Personal information
- Date of birth: 20 January 1979 (age 47)
- Place of birth: Goa, India
- Position: Left back

Senior career*
- Years: Team / Apps / (Gls)
- 2004–2007: Sporting Goa
- 2007–2013: Dempo
- 2013–2014: Mohun Bagan / 3 / (0)
- 2014–: → Pune (loan) / 0 / (0)

= Nicolau Borges =

Indian footballer (born 1979)

Nicolau Borges (born 20 January 1979) is a former Indian professional footballer who plays as a left back.

==Career==
===Early career===
Born in Goa, Borges started his career at a Goa Football Association U15 camp. He also played in a few inter-village tournaments as well as a few amateur Goan teams before joining Sporting Clube de Goa in 2004. He spent three seasons at Sporting Goa before joining Dempo of the I-League in 2007. While with Dempo, Borges helped the club win the I-League three times.

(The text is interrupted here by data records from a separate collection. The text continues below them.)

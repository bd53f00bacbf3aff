use awesome_orm::{Database, Error, Executor, Model, Value};

#[derive(Model, Debug, Clone, PartialEq)]
#[orm(table = "blogs")]
struct Blog {
    #[orm(primary_key, ddl = "varchar(50)")]
    id: String,
    #[orm(ddl = "varchar(50)")]
    name: String,
    #[orm(text)]
    content: String,
    views: Option<i64>,
}

fn blog(id: &str) -> Blog {
    Blog { id: id.to_string(), name: format!("Blog {}", id), content: "lorem ipsum".to_string(), views: None }
}

async fn setup(autocommit: bool) -> Result<Database, Box<dyn std::error::Error>> {
    let _ = env_logger::builder().is_test(true).try_init();
    let db = Database::builder().max_connections(1).autocommit(autocommit).connect("sqlite::memory:").await?;
    db.execute(
        "create table `blogs` (`id` varchar(50) not null primary key, `name` varchar(50) not null, \
         `content` text not null, `views` bigint not null)",
        &[],
        true,
    )
    .await?;
    Ok(db)
}

async fn count(db: &Database) -> Result<Value, Error> {
    Blog::find_number(db, "count(`id`)", None, &[]).await
}

#[tokio::test]
async fn test_manual_commit_persists_successful_writes() -> Result<(), Box<dyn std::error::Error>> {
    let db = setup(false).await?;
    assert!(!db.autocommit());

    let mut first = blog("b1");
    assert_eq!(first.save(&db).await?, 1);
    assert_eq!(first.views, Some(0));

    first.views = Some(42);
    assert_eq!(first.update(&db).await?, 1);

    assert_eq!(count(&db).await?, Value::Int(1));
    assert_eq!(Blog::find(&db, "b1").await?, Some(first));

    Ok(())
}

#[tokio::test]
async fn test_failed_write_is_rolled_back() -> Result<(), Box<dyn std::error::Error>> {
    let db = setup(false).await?;

    blog("b1").save(&db).await?;

    let err = blog("b1").save(&db).await.unwrap_err();
    assert!(matches!(err, Error::Execution(_)));

    // the connection is usable again
    assert_eq!(count(&db).await?, Value::Int(1));
    blog("b2").save(&db).await?;
    assert_eq!(count(&db).await?, Value::Int(2));

    Ok(())
}

// `or fail` keeps the rows written before the conflicting one, so only a
// transaction rollback can remove them.
const PARTIAL_INSERT: &str = "insert or fail into `blogs` (`id`,`name`,`content`,`views`) \
     values ('fresh','Fresh','body',0),('b1','Dup','body',0)";

#[tokio::test]
async fn test_rollback_discards_partial_writes() -> Result<(), Box<dyn std::error::Error>> {
    let db = setup(true).await?;
    blog("b1").save(&db).await?;

    assert!(db.execute(PARTIAL_INSERT, &[], false).await.is_err());
    assert_eq!(Blog::find(&db, "fresh").await?, None);
    assert_eq!(count(&db).await?, Value::Int(1));

    Ok(())
}

#[tokio::test]
async fn test_autocommit_keeps_partial_writes() -> Result<(), Box<dyn std::error::Error>> {
    let db = setup(true).await?;
    blog("b1").save(&db).await?;

    assert!(db.execute(PARTIAL_INSERT, &[], true).await.is_err());
    assert!(Blog::find(&db, "fresh").await?.is_some());
    assert_eq!(count(&db).await?, Value::Int(2));

    Ok(())
}

#[tokio::test]
async fn test_execute_with_explicit_commit_mode() -> Result<(), Box<dyn std::error::Error>> {
    let db = setup(true).await?;

    let insert = Blog::meta()?.insert_stmt();
    let args = [Value::from("raw"), Value::from("Raw"), Value::from("body"), Value::from(3)];

    assert_eq!(db.execute(insert, &args, false).await?, 1);
    assert!(db.execute(insert, &args, false).await.is_err());
    assert_eq!(count(&db).await?, Value::Int(1));

    let raw = Blog::find(&db, "raw").await?.expect("raw blog exists");
    assert_eq!(raw.views, Some(3));

    db.close().await;
    Ok(())
}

Then, during the summer of 2013, it was confirmed that Borges had signed for Mohun Bagan after being released by Dempo. However, on 5 December 2013, it was announced that Borges had been released by Mohun Bagan.

===Pune===
On 13 January 2014, it was announced that Borges had signed for Pune of the I-League on loan from Mohun Bagan.